His psychological “funny games” only get worse, as he forces her to confess the place she’s most afraid of – their property, called “Eden,” deep in the Washington forest, where she spent the previous summer alone with her son working on her thesis. In truly unforgiving fashion, he forces her to confront her fears head-on, and takes her to the woodsy hideaway. This isn’t the locus amoenus (safe place) that is the biblical Eden, but rather, that of Ovid’s “Metamorphoses” – an ominous, violent terrain.
In this chapter, called “Pain,” the woman seems to respond well to her husband’s unorthodox techniques – that is, until a disemboweled fox turns to the husband to announce, “Chaos Reigns.” This is the film’s tipping point, or in other words, where the film, and by extension its maker, go completely insane.
She starts experiencing visions of her dead son in the third chapter, “Despair,” and he makes a shocking revelation about the toddler, leading him to insinuate that she is culpable in the child’s fall. Here, the movie transforms into Miike’s “Audition,” as she spirals into madness, manifested in a brutal torture sequence she performs on He involving a wooden log, masturbation, and a grindstone. But these bloody machinations are nothing compared to She’s act of self-flagellation – courtesy of a pair of rusty scissors – in the film’s final chapter, “The Three Beggars.”

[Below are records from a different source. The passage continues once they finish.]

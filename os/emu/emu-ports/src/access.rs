//! # Access Descriptors

/// Width of a single port access.
#[derive(Copy, Clone, Eq, PartialEq, Debug, Hash)]
pub enum Width {
    Byte,
    Word,
    Dword,
}

impl Width {
    /// Number of consecutive ports the access spans.
    #[inline]
    #[must_use]
    pub const fn bytes(self) -> u16 {
        match self {
            Self::Byte => 1,
            Self::Word => 2,
            Self::Dword => 4,
        }
    }

    /// Mask covering the significant bits of a value of this width.
    #[inline]
    #[must_use]
    pub const fn mask(self) -> u32 {
        match self {
            Self::Byte => 0xff,
            Self::Word => 0xffff,
            Self::Dword => 0xffff_ffff,
        }
    }
}

/// Direction of a port access.
#[derive(Copy, Clone, Eq, PartialEq, Debug, Hash)]
pub enum Access {
    Read,
    Write,
}

impl Access {
    /// The single-character direction/width marker used in port traces.
    ///
    /// ```text
    ///          byte  word  dword
    /// read      >     }     ]
    /// write     <     {     [
    /// ```
    #[must_use]
    pub const fn symbol(self, width: Width) -> char {
        match (self, width) {
            (Self::Read, Width::Byte) => '>',
            (Self::Read, Width::Word) => '}',
            (Self::Read, Width::Dword) => ']',
            (Self::Write, Width::Byte) => '<',
            (Self::Write, Width::Word) => '{',
            (Self::Write, Width::Dword) => '[',
        }
    }
}

/// Direction flag of a `REP` string instruction.
#[derive(Copy, Clone, Eq, PartialEq, Debug, Default)]
pub enum StringDirection {
    /// DF = 0: the buffer is walked from its first element upwards.
    #[default]
    Forward,
    /// DF = 1: the buffer is walked from its last element downwards.
    Backward,
}
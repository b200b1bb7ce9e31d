/// I/O privilege level of the emulator process (the `IOPL` field of `RFLAGS`).
///
/// ## Overview
/// A process whose IOPL is numerically greater than or equal to its CPL may
/// execute `in`/`out` on any port. User-space code runs at CPL 3, so only
/// [`Iopl::Level3`] grants unrestricted port access; the lower levels leave
/// the per-port `ioperm` bitmap as the only way in.
///
/// | IOPL | Effect for a CPL 3 process |
/// |------|----------------------------|
/// | 0    | only ports granted via `ioperm` |
/// | 1, 2 | same as 0 |
/// | 3    | every port |
///
/// The port server raises itself to [`Iopl::Level3`] before dropping its
/// remaining privileges; the main emulator process stays at [`Iopl::Level0`].
#[derive(Copy, Clone, Eq, PartialEq, Debug, Default)]
#[repr(u8)]
pub enum Iopl {
    /// No blanket port access.
    #[default]
    Level0 = 0,
    Level1 = 1,
    Level2 = 2,
    /// Unrestricted port access from user mode.
    Level3 = 3,
}

impl Iopl {
    #[inline]
    #[must_use]
    pub const fn to_u8(self) -> u8 {
        self as u8
    }

    /// `true` if code at CPL 3 may access every port directly.
    #[inline]
    #[must_use]
    pub const fn grants_all_ports(self) -> bool {
        matches!(self, Self::Level3)
    }
}

impl From<Iopl> for u8 {
    #[inline]
    fn from(level: Iopl) -> Self {
        level.to_u8()
    }
}

impl TryFrom<u8> for Iopl {
    type Error = u8;

    #[inline]
    fn try_from(level: u8) -> Result<Self, Self::Error> {
        match level {
            0 => Ok(Self::Level0),
            1 => Ok(Self::Level1),
            2 => Ok(Self::Level2),
            3 => Ok(Self::Level3),
            other => Err(other),
        }
    }
}

#[cfg(test)]
mod tests {
    use super::*;

    #[test]
    fn level_bits_roundtrip() {
        for b in 0u8..=3 {
            assert_eq!(Iopl::try_from(b).map(u8::from), Ok(b));
        }
        assert_eq!(Iopl::try_from(4), Err(4));
    }

    #[test]
    fn only_level3_opens_every_port() {
        assert!(Iopl::Level3.grants_all_ports());
        assert!(!Iopl::Level2.grants_all_ports());
        assert!(!Iopl::default().grants_all_ports());
    }
}
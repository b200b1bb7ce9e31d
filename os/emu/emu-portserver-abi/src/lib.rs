//! # Port Server Wire Format
//!
//! The main emulator process and the privileged port server exchange
//! fixed-size [`PortRequest`] records over a pair of pipes. There is no
//! framing beyond the record size, and every field is encoded in host byte
//! order because both ends always run on the same machine.
//!
//! ```text
//!  offset  size            field
//!  0       2               port
//!  2       2               reserved (zero)
//!  4       4               operation tag
//!  8       size_of<usize>  value
//! ```
//!
//! Every request yields exactly one response record, except
//! [`Operation::Exit`] (no response) and [`Operation::ChainedAddress`],
//! whose single response is produced after the data phase that follows it.

#![no_std]

use core::mem::size_of;

/// Size in bytes of one encoded [`PortRequest`].
pub const RECORD_SIZE: usize = size_of::<PortRequest>();

/// The operation carried by a [`PortRequest`].
#[derive(Copy, Clone, Eq, PartialEq, Debug)]
#[repr(u32)]
pub enum Operation {
    ByteIn = 0,
    ByteOut = 1,
    WordIn = 2,
    WordOut = 3,
    DwordIn = 4,
    DwordOut = 5,
    /// Address phase of a combined bus cycle. The server performs the dword
    /// write immediately and then reads the data-phase request.
    ChainedAddress = 6,
    /// Terminate the server. No response is sent.
    Exit = 7,
}

impl Operation {
    /// Decodes a raw tag. Every tag at or above [`Operation::Exit`] terminates.
    #[inline]
    #[must_use]
    pub const fn from_raw(raw: u32) -> Self {
        match raw {
            0 => Self::ByteIn,
            1 => Self::ByteOut,
            2 => Self::WordIn,
            3 => Self::WordOut,
            4 => Self::DwordIn,
            5 => Self::DwordOut,
            6 => Self::ChainedAddress,
            _ => Self::Exit,
        }
    }

    #[inline]
    #[must_use]
    pub const fn to_raw(self) -> u32 {
        self as u32
    }

    /// `true` for the operations whose response carries a value read from a port.
    #[inline]
    #[must_use]
    pub const fn is_read(self) -> bool {
        matches!(self, Self::ByteIn | Self::WordIn | Self::DwordIn)
    }
}

/// One request (or response) of the port server protocol.
#[repr(C)]
#[derive(Copy, Clone, Eq, PartialEq, Debug)]
pub struct PortRequest {
    /// The I/O port the operation targets.
    pub port: u16,

    /// Reserved; must be zero.
    pub reserved: u16,

    /// Raw [`Operation`] tag.
    pub op: u32,

    /// Value to write or, in a response to a read, the value read.
    pub value: usize,
}

impl PortRequest {
    #[inline]
    #[must_use]
    pub const fn new(port: u16, op: Operation, value: usize) -> Self {
        Self {
            port,
            reserved: 0,
            op: op.to_raw(),
            value,
        }
    }

    #[inline]
    #[must_use]
    pub const fn exit() -> Self {
        Self::new(0, Operation::Exit, 0)
    }

    #[inline]
    #[must_use]
    pub const fn operation(&self) -> Operation {
        Operation::from_raw(self.op)
    }

    /// Encodes the record in host byte order.
    #[must_use]
    pub fn to_bytes(&self) -> [u8; RECORD_SIZE] {
        let mut out = [0u8; RECORD_SIZE];
        out[0..2].copy_from_slice(&self.port.to_ne_bytes());
        out[2..4].copy_from_slice(&self.reserved.to_ne_bytes());
        out[4..8].copy_from_slice(&self.op.to_ne_bytes());
        out[8..8 + size_of::<usize>()].copy_from_slice(&self.value.to_ne_bytes());
        out
    }

    /// Decodes a record previously produced by [`PortRequest::to_bytes`].
    #[must_use]
    pub fn from_bytes(bytes: &[u8; RECORD_SIZE]) -> Self {
        let mut value = [0u8; size_of::<usize>()];
        value.copy_from_slice(&bytes[8..8 + size_of::<usize>()]);
        Self {
            port: u16::from_ne_bytes([bytes[0], bytes[1]]),
            reserved: u16::from_ne_bytes([bytes[2], bytes[3]]),
            op: u32::from_ne_bytes([bytes[4], bytes[5], bytes[6], bytes[7]]),
            value: usize::from_ne_bytes(value),
        }
    }
}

Von Trier’s film is, first and foremost, a provocation. The violent scenes – both physical and sexual – detract from the film’s pacing and overall vision by temporarily stunning its viewer into perplexity. Moreover, its nihilistic view of religion – conveyed through a series of overt, Garden of Eden metaphors – is facile at best.
That being said, the lensing by Oscar-winning “Slumdog Millionaire” cinematographer Anthony Dod Mantle is hypnotic, as he shifts from the gorgeous, black-and-white widescreen introductory sequence, to a variety of handheld shots in the green, smoky forest. The shots, expressionistic in nature, give the feeling of a Bosch painting brought to life. This, combined with a pair of truly fearless performances – most notably from Ms. Gainsbourg, who won the Best Actress prize at Cannes for her revealing turn as the tormented mother – allows Lars von Trier’s film to transcend its grandiose, torture-porn reputation. You will never want to see this film again, but you won’t soon forget it.
ANTICHRIST opens on October 23rd in limited release.